Que se passe-t-il si nous reportons notre PSV à 70 ans pour bénéficier de l’augmentation de 36 % ?

On pourrait penser que la prestation payable à 75 ans serait basée sur le montant de la pension à 65 ans, et non sur l’augmentation de la pension. L’ajout annuel de 766 $ à 75 ans ne devrait donc pas être augmenté de 36 % parce qu’il n’a jamais été reporté. Cette question a été posée au personnel du ministère des Finances. Ils ont répondu avec hésitation que, peut-être, les 10 % seraient applicables à l’augmentation de la pension. Cela signifie que les 766 $ deviendraient 1 042 $.

Entre-temps, ils ont décidé d’accorder en août 2021 un montant imposable unique de 500 $ aux personnes âgées de 75 ans ou plus en juin En 2022. Le montant est inférieur au bonus potentiel de 766 $, mais les 500 $ ne sont pas recouvrables sur la base du bénéfice net. Curieusement, un homme de 74 ans qui décède avant son 75e anniversaire en mai 2022 recevrait ce paiement unique de 500 $.

Certains souhaitaient que cette augmentation soit accordée quel que soit l’âge. Pour justifier le choix de cet âge dans la fixation de sa mesure, la ministre des Finances a mentionné que les personnes âgées de 75 ans avaient alors, pour certains, épuisé leurs ressources financières. Nous rappelons que le Love Report présenté en 2013 prévoyait également un bloc de prestations supplémentaires à partir de 75 ans, appelé pension de longévité. Cette mesure a été proposée dans le but de bonifier le Régime de rentes du Québec.

Sachant que le PSV est indexé sur l’IPC, il perd de son poids en termes de remplacement des salaires, qui augmentent généralement plus rapidement. Nous savons que les prestations du Régime de rentes du Québec sont basées sur l’augmentation du MGA dès le début des versements, puis sur l’IPC par la suite. Promoteurs d’un 10 % bonus à partir de 65 ans peuvent compter sur cet aspect pour étayer leurs réclamations. Le rapport actuariel du PSV de juin 2020 indique clairement « Au fil du temps, l’indexation des prix des prestations étant inférieure au taux de croissance des gains d’emploi moyens, les prestations remplaceront une proportion décroissante des gains préretraite d’un individu. Dans le passé, ce problème a été résolu par des augmentations ponctuelles des taux de prestations. »
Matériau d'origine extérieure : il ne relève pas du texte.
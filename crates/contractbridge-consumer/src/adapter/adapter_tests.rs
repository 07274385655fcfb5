#![allow(non_snake_case)]

use super::*;
use contractbridge_codegen::{PropertySchema, SchemaType, TypeSchemaKind};
use contractbridge_core::{PrimitiveType, Property};
use serde_json::json;
use test_case::test_case;

fn string_with(format: &str) -> SchemaNode {
    SchemaNode::formatted(PrimitiveType::String, format)
}

fn single_property(node: SchemaNode) -> PropertySchema {
    let schema = SchemaNode::object(vec![Property::new("value", node)], vec!["value".to_string()]);
    match to_codegen_schema("Holder", &schema).unwrap().kind {
        TypeSchemaKind::Object(mut properties) => properties.remove(0),
        other => panic!("expected object, got {other:?}"),
    }
}

#[test]
fn to_codegen_schema___object___keeps_order_required_and_docs() {
    let node = SchemaNode::object(
        vec![
            Property::new("orderId", string_with("uuid")),
            Property::new(
                "note",
                SchemaNode::primitive(PrimitiveType::String)
                    .nullable()
                    .with_description("Free text"),
            ),
            Property::new("lines", SchemaNode::array(SchemaNode::reference("OrderLine"))),
        ],
        vec!["orderId".to_string(), "lines".to_string()],
    )
    .with_description("An order")
    .with_origin("Shop.Models", "Shop.Models.Order");

    let schema = to_codegen_schema("Order", &node).unwrap();

    assert_eq!(schema.name, "Order");
    assert_eq!(schema.description.as_deref(), Some("An order"));
    let TypeSchemaKind::Object(properties) = schema.kind else {
        panic!("expected object");
    };
    let names: Vec<_> = properties.iter().map(|p| p.name.as_str()).collect();
    assert_eq!(names, vec!["orderId", "note", "lines"]);
    assert!(properties[0].required);
    assert_eq!(properties[0].ty, SchemaType::String(Some("uuid".to_string())));
    assert!(!properties[1].required);
    assert!(properties[1].nullable);
    assert_eq!(properties[1].description.as_deref(), Some("Free text"));
    assert_eq!(
        properties[2].ty,
        SchemaType::Array(Box::new(SchemaType::Ref("OrderLine".to_string())))
    );
}

#[test_case(string_with("date-time"), SchemaType::String(Some("date-time".into())) ; "date time")]
#[test_case(string_with("date"), SchemaType::String(Some("date".into())) ; "date")]
#[test_case(string_with("time"), SchemaType::String(Some("time".into())) ; "time")]
#[test_case(string_with("duration"), SchemaType::String(Some("duration".into())) ; "duration")]
#[test_case(SchemaNode::formatted(PrimitiveType::Integer, "int64"), SchemaType::Integer(Some("int64".into())) ; "int64")]
#[test_case(SchemaNode::formatted(PrimitiveType::Number, "decimal"), SchemaType::Number(Some("decimal".into())) ; "decimal")]
#[test_case(SchemaNode::primitive(PrimitiveType::Boolean), SchemaType::Boolean ; "boolean")]
#[test_case(SchemaNode::any(), SchemaType::Any ; "any")]
#[test_case(SchemaNode::map(SchemaNode::primitive(PrimitiveType::Integer)), SchemaType::Map(Box::new(SchemaType::Integer(None))) ; "map")]
#[test_case(SchemaNode::map(SchemaNode::any()), SchemaType::Map(Box::new(SchemaType::Any)) ; "map of any")]
#[test_case(SchemaNode::array(string_with("uuid")), SchemaType::Array(Box::new(SchemaType::String(Some("uuid".into())))) ; "array")]
#[test_case(SchemaNode::reference("Customer"), SchemaType::Ref("Customer".into()) ; "reference")]
fn to_codegen_schema___property_types(node: SchemaNode, expected: SchemaType) {
    assert_eq!(single_property(node).ty, expected);
}

#[test_case(SchemaNode::reference("Customer").nullable() ; "nullable reference")]
#[test_case(SchemaNode::primitive(PrimitiveType::Integer).nullable() ; "nullable primitive")]
#[test_case(SchemaNode::array(SchemaNode::any()).nullable() ; "nullable array")]
fn to_codegen_schema___nullable_forms___marked_nullable(node: SchemaNode) {
    let property = single_property(node);

    assert!(property.nullable);
    assert!(property.is_optional());
}

#[test]
fn to_codegen_schema___nullable_any_from_document___stays_nullable() {
    let reread = SchemaNode::from_value(&SchemaNode::any().nullable().to_value()).unwrap();

    let property = single_property(reread);

    assert_eq!(property.ty, SchemaType::Any);
    assert!(property.nullable);
}

#[test]
fn to_codegen_schema___nullable_reference___keeps_target() {
    let property = single_property(SchemaNode::reference("Customer").nullable());

    assert_eq!(property.ty, SchemaType::Ref("Customer".to_string()));
}

#[test]
fn to_codegen_schema___enum___enum_kind() {
    let node = SchemaNode::enumeration(vec!["pending".to_string(), "shipped".to_string()]);

    let schema = to_codegen_schema("OrderStatus", &node).unwrap();

    assert_eq!(
        schema.kind,
        TypeSchemaKind::Enum(vec!["pending".to_string(), "shipped".to_string()])
    );
}

#[test]
fn to_codegen_schema___empty_object___object_without_properties() {
    let schema = to_codegen_schema("Marker", &SchemaNode::object(Vec::new(), Vec::new())).unwrap();

    assert_eq!(schema.kind, TypeSchemaKind::Object(Vec::new()));
}

#[test]
fn to_codegen_schema___root_array___alias() {
    let node = SchemaNode::array(SchemaNode::reference("OrderLine"));

    let schema = to_codegen_schema("OrderLines", &node).unwrap();

    assert_eq!(
        schema.kind,
        TypeSchemaKind::Alias(SchemaType::Array(Box::new(SchemaType::Ref(
            "OrderLine".to_string()
        ))))
    );
}

#[test]
fn to_codegen_schema___malformed_keyword___generation_error_naming_schema() {
    let node = SchemaNode::object(Vec::new(), Vec::new()).with_extension("properties", json!(5));

    let err = to_codegen_schema("Broken", &node).unwrap_err();

    assert!(matches!(err, ContractError::Generation { ref name, .. } if name == "Broken"));
    assert!(err.to_string().contains("properties"));
}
Nous avons vu le Supplément de revenu garanti (SRG) augmenter de temps à autre en juillet 2011 et juillet 2016, mais avec une règle de recouvrement très stricte. Un bonus de 10 % pour tous, sans condition d’âge, aurait permis de rattraper son retard.
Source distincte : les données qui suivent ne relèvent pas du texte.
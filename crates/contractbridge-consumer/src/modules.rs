//! Reference module loading

use contractbridge_bundle::{BUNDLE_EXTENSION, BundleError, BundleLoader};
use contractbridge_catalog::{CatalogError, LoadedCatalog, load_module};
use contractbridge_core::Diagnostics;
use std::path::{Path, PathBuf};
use thiserror::Error;

/// Why a reference module could not be used
#[derive(Error, Debug)]
pub enum ModuleLoadError {
    #[error(transparent)]
    Catalog(#[from] CatalogError),

    #[error(transparent)]
    Bundle(#[from] BundleError),

    #[error("bundle {0} carries no type catalog")]
    NoCatalog(PathBuf),

    #[error("unsupported module format: {0} (expected .json, .rs or .cbp)")]
    Unsupported(PathBuf),
}

/// Open one reference module as a catalog
///
/// `.json` catalogs and `.rs` sources go through the catalog loader;
/// `.cbp` bundles contribute their embedded catalog.
pub fn open_module(path: &Path) -> Result<LoadedCatalog, ModuleLoadError> {
    let extension = path
        .extension()
        .and_then(|e| e.to_str())
        .map(str::to_ascii_lowercase);

    match extension.as_deref() {
        Some(ext) if ext == BUNDLE_EXTENSION => {
            let mut loader = BundleLoader::open(path)?;
            let catalog = loader
                .read_catalog()?
                .ok_or_else(|| ModuleLoadError::NoCatalog(path.to_path_buf()))?;
            Ok(LoadedCatalog {
                catalog,
                diagnostics: Diagnostics::new(),
            })
        }
        Some("json") | Some("rs") => Ok(load_module(path)?),
        _ => Err(ModuleLoadError::Unsupported(path.to_path_buf())),
    }
}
Le coût du programme de sécurité de la vieillesse est d’environ 2,74 % du PIB (avant la COVID) en 2021 et atteindra 3,14 % en 2032. Avec ce bonus, combiné à l’impact du COVID sur le PIB, il sera intéressant de voir les résultats de l’analyse du programme au 31 décembre 2021 (publiés vers le début de 2023). Mais comme je l’ai fait dans un récent concernant le budget du Québec, je cite encore Lavoisier : « Rien n’est perdu, rien n’est créé : tout est transformé », et ajoute qu’il ne serait pas surprenant de voir des changements venir afin de contenir les coûts du programme.

On suppose que les mieux nantis pourraient éventuellement faire l’objet d’un ajustement, notamment en ce qui concerne une révision du seuil de recouvrement actuel de 79 845 $ de bénéfice net individuel (en 2021).

* Daniel Laverdière est directeur principal du Centre d’expertise de la Banque Nationale, gestion privée 1859.